Editorial
There have been further heartening moves to bring the graphic story medium out of the shadows of late. In late April 2010 Melbourne’s Wheeler Centre, a newly-formed peak literary body, hosted a weekend spotlight-ing the medium with talks, panels and workshops. On the Saturday a series of panels were held giving some notable creators such as Bruce Mutard, Queenie Chan, Bernard Caleo, ‘Chewie’ Chan and Dylan Horrocks (from NZ) the opportunity to both explain their work and debate some perennial questions of the form.
Apart from the encouragement of the weekend being held at all, it was refreshing to realise that the graphic story medium in this country has reached the point where there are sufficient articulate creators to make such an event possible. I well recall panels from early comic conventions of the 1970s and 80s where creators were exclusively newspaper cartoonists between whom and the audience, I have previously suggested, there was an insurmountable distance.
It was also great to see that the panels were so well supported. I had feared that there may have been only a handful of people in attendance. But instead it looked as if a couple of hundred attended each session, with most of these not being the ‘usual suspects’ from within the comic scene.
Of course the event was not without its hiccoughs. Organisation prior to it seemed a bit shambolic with details sketchy. Whilst I appreciate that promotion may best be targeted in the week leading up to an event, the relative paucity of information on the website in the preceding weeks was hardly encouraging.
It is hoped given these sorts of numbers that this experiment will continue.
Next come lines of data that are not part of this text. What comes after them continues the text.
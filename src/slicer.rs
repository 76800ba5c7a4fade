//! Byte-stream resynchronizer.
//!
//! Splits arbitrarily-chunked input (file or socket reads) into 188-byte
//! TS packets. Aligned packets are zero-copy slices of the caller's chunk;
//! a trailing sub-packet remainder is carried in an internal scratch buffer
//! and completed from the next chunk.

use bytes::Bytes;
use memchr::memchr;

use crate::packet::{PACKET_SIZE, SYNC_BYTE};

/// Terminal state of a chunk after iteration ends.
#[derive(Debug, Clone, Copy, PartialEq, Eq)]
pub enum SliceStatus {
    /// All input consumed, no bytes carried over.
    Clean,
    /// All input consumed; a partial packet is buffered for the next chunk.
    Partial,
    /// No sync byte found in the chunk; extraction from it was abandoned.
    SyncLost,
}

/// Splits a stream of byte chunks into TS packets.
#[derive(Debug, Default)]
pub struct Slicer {
    partial: Partial,
    buffer: Bytes,
    skip: usize,
    sync_lost: bool,
}

struct Partial {
    packet: [u8; PACKET_SIZE],
    fill: usize,
}

impl Default for Partial {
    fn default() -> Self {
        Partial {
            packet: [0; PACKET_SIZE],
            fill: 0,
        }
    }
}

impl std::fmt::Debug for Partial {
    fn fmt(&self, f: &mut std::fmt::Formatter<'_>) -> std::fmt::Result {
        f.debug_struct("Partial").field("fill", &self.fill).finish()
    }
}

impl Slicer {
    pub fn new() -> Slicer {
        Slicer::default()
    }

    /// Feeds the next input chunk and returns an iterator over the packets
    /// it contains. Check [`status`](Slicer::status) once the iterator is
    /// exhausted.
    pub fn feed(&mut self, chunk: Bytes) -> Packets<'_> {
        let first = self.begin(chunk);
        Packets {
            slicer: self,
            first: Some(first),
        }
    }

    /// Terminal state of the most recent chunk. Meaningful after the
    /// iterator returned by [`feed`](Slicer::feed) has been exhausted.
    pub fn status(&self) -> SliceStatus {
        if self.sync_lost {
            SliceStatus::SyncLost
        } else if self.partial.fill != 0 {
            SliceStatus::Partial
        } else {
            SliceStatus::Clean
        }
    }

    fn begin(&mut self, chunk: Bytes) -> Option<Bytes> {
        self.buffer = chunk;
        self.skip = 0;
        self.sync_lost = false;

        // complete a partial packet carried over from the previous chunk
        if self.partial.fill != 0 {
            let n = (PACKET_SIZE - self.partial.fill).min(self.buffer.len());
            self.partial.packet[self.partial.fill..self.partial.fill + n]
                .copy_from_slice(&self.buffer[..n]);
            self.partial.fill += n;
            self.skip += n;

            if self.partial.fill != PACKET_SIZE {
                return None;
            }

            self.partial.fill = 0;
            return Some(Bytes::copy_from_slice(&self.partial.packet));
        }

        if self.buffer.is_empty() {
            return None;
        }

        match memchr(SYNC_BYTE, &self.buffer) {
            Some(pos) => {
                self.skip = pos;
                self.next_packet()
            }
            None => {
                self.sync_lost = true;
                self.skip = self.buffer.len();
                None
            }
        }
    }

    fn next_packet(&mut self) -> Option<Bytes> {
        let next = self.skip + PACKET_SIZE;
        if self.buffer.len() >= next {
            let packet = self.buffer.slice(self.skip..next);
            self.skip = next;
            return Some(packet);
        }

        if self.buffer.len() > self.skip {
            let rest = &self.buffer[self.skip..];
            self.partial.packet[..rest.len()].copy_from_slice(rest);
            self.partial.fill = rest.len();
            self.skip += rest.len();
        }

        None
    }
}

/// Iterator over the packets of one input chunk.
pub struct Packets<'a> {
    slicer: &'a mut Slicer,
    first: Option<Option<Bytes>>,
}

impl Iterator for Packets<'_> {
    type Item = Bytes;

    fn next(&mut self) -> Option<Bytes> {
        match self.first.take() {
            Some(first) => first,
            None => self.slicer.next_packet(),
        }
    }
}

#[cfg(test)]
mod tests {
    use super::*;

    fn test_packets() -> Vec<u8> {
        let mut data = vec![0u8; PACKET_SIZE * 2];
        let header = [0x47, 0x1F, 0xFF, 0x10];
        data[..4].copy_from_slice(&header);
        data[PACKET_SIZE..PACKET_SIZE + 4].copy_from_slice(&header);
        for i in 4..PACKET_SIZE {
            data[i] = (i - 4) as u8;
            data[i + PACKET_SIZE] = (187 - i) as u8;
        }
        data
    }

    #[test]
    fn test_single_packet() {
        let data = test_packets();
        let mut slicer = Slicer::new();

        let packets: Vec<Bytes> = slicer
            .feed(Bytes::copy_from_slice(&data[..PACKET_SIZE]))
            .collect();

        assert_eq!(packets.len(), 1);
        assert_eq!(&packets[0][..], &data[..PACKET_SIZE]);
        assert_eq!(slicer.status(), SliceStatus::Clean);
    }

    #[test]
    fn test_two_packets() {
        let data = test_packets();
        let mut slicer = Slicer::new();

        let packets: Vec<Bytes> = slicer.feed(Bytes::copy_from_slice(&data)).collect();

        assert_eq!(packets.len(), 2);
        assert_eq!(&packets[0][..], &data[..PACKET_SIZE]);
        assert_eq!(&packets[1][..], &data[PACKET_SIZE..]);
        assert_eq!(slicer.status(), SliceStatus::Clean);
    }

    #[test]
    fn test_partial_two_parts() {
        let data = test_packets();
        let mut slicer = Slicer::new();

        let packets: Vec<Bytes> = slicer.feed(Bytes::copy_from_slice(&data[..50])).collect();
        assert!(packets.is_empty());
        assert_eq!(slicer.status(), SliceStatus::Partial);

        let packets: Vec<Bytes> = slicer
            .feed(Bytes::copy_from_slice(&data[50..PACKET_SIZE]))
            .collect();
        assert_eq!(packets.len(), 1);
        assert_eq!(&packets[0][..], &data[..PACKET_SIZE]);
        assert_eq!(slicer.status(), SliceStatus::Clean);
    }

    #[test]
    fn test_partial_three_parts() {
        let data = test_packets();
        let mut slicer = Slicer::new();

        assert!(slicer.feed(Bytes::copy_from_slice(&data[..50])).next().is_none());
        assert_eq!(slicer.status(), SliceStatus::Partial);

        assert!(slicer.feed(Bytes::copy_from_slice(&data[50..100])).next().is_none());
        assert_eq!(slicer.status(), SliceStatus::Partial);

        let packets: Vec<Bytes> = slicer
            .feed(Bytes::copy_from_slice(&data[100..PACKET_SIZE]))
            .collect();
        assert_eq!(packets.len(), 1);
        assert_eq!(&packets[0][..], &data[..PACKET_SIZE]);
        assert_eq!(slicer.status(), SliceStatus::Clean);
    }

    #[test]
    fn test_partial_after_full_packet() {
        let data = test_packets();
        let mut slicer = Slicer::new();

        let packets: Vec<Bytes> = slicer
            .feed(Bytes::copy_from_slice(&data[..PACKET_SIZE + 4]))
            .collect();
        assert_eq!(packets.len(), 1);
        assert_eq!(&packets[0][..], &data[..PACKET_SIZE]);
        assert_eq!(slicer.status(), SliceStatus::Partial);

        // remainder of the second packet
        let packets: Vec<Bytes> = slicer
            .feed(Bytes::copy_from_slice(&data[PACKET_SIZE + 4..]))
            .collect();
        assert_eq!(packets.len(), 1);
        assert_eq!(&packets[0][..], &data[PACKET_SIZE..]);
        assert_eq!(slicer.status(), SliceStatus::Clean);
    }

    #[test]
    fn test_skip_unexpected_bytes() {
        let data = test_packets();
        let mut slicer = Slicer::new();

        let packets: Vec<Bytes> = slicer
            .feed(Bytes::copy_from_slice(&data[PACKET_SIZE - 4..]))
            .collect();
        assert_eq!(packets.len(), 1);
        assert_eq!(&packets[0][..], &data[PACKET_SIZE..]);
        assert_eq!(slicer.status(), SliceStatus::Clean);
    }

    #[test]
    fn test_sync_lost() {
        let mut slicer = Slicer::new();

        let packets: Vec<Bytes> = slicer.feed(Bytes::from(vec![0xAA; 400])).collect();
        assert!(packets.is_empty());
        assert_eq!(slicer.status(), SliceStatus::SyncLost);

        // recovers on the next chunk
        let data = test_packets();
        let packets: Vec<Bytes> = slicer
            .feed(Bytes::copy_from_slice(&data[..PACKET_SIZE]))
            .collect();
        assert_eq!(packets.len(), 1);
        assert_eq!(slicer.status(), SliceStatus::Clean);
    }

    #[test]
    fn test_empty_chunk() {
        let mut slicer = Slicer::new();
        assert!(slicer.feed(Bytes::new()).next().is_none());
        assert_eq!(slicer.status(), SliceStatus::Clean);
    }
}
Readers are encouraged to stay abreast of activities at the Wheeler Centre by bookmarking the website www.wheelercentre.com.
In early May Melbourne again played host to Doujicon, a small but vibrant convention focussing on small-press creators from both the manga and Western comics fields. As with the Wheeler Centre events the release of this issue was poorly placed to advertise them, but again interested parties are encouraged to bookmark www.doujicon.oztaku.com.
Finally, small-press creators from all types of media will be showcased at the Page Parlour Zine Fair, associated with the Emerging Writers Festival, at Federation Square, Sunday May 23 12.00-5.00. www.emergingwritersfestival.org.au.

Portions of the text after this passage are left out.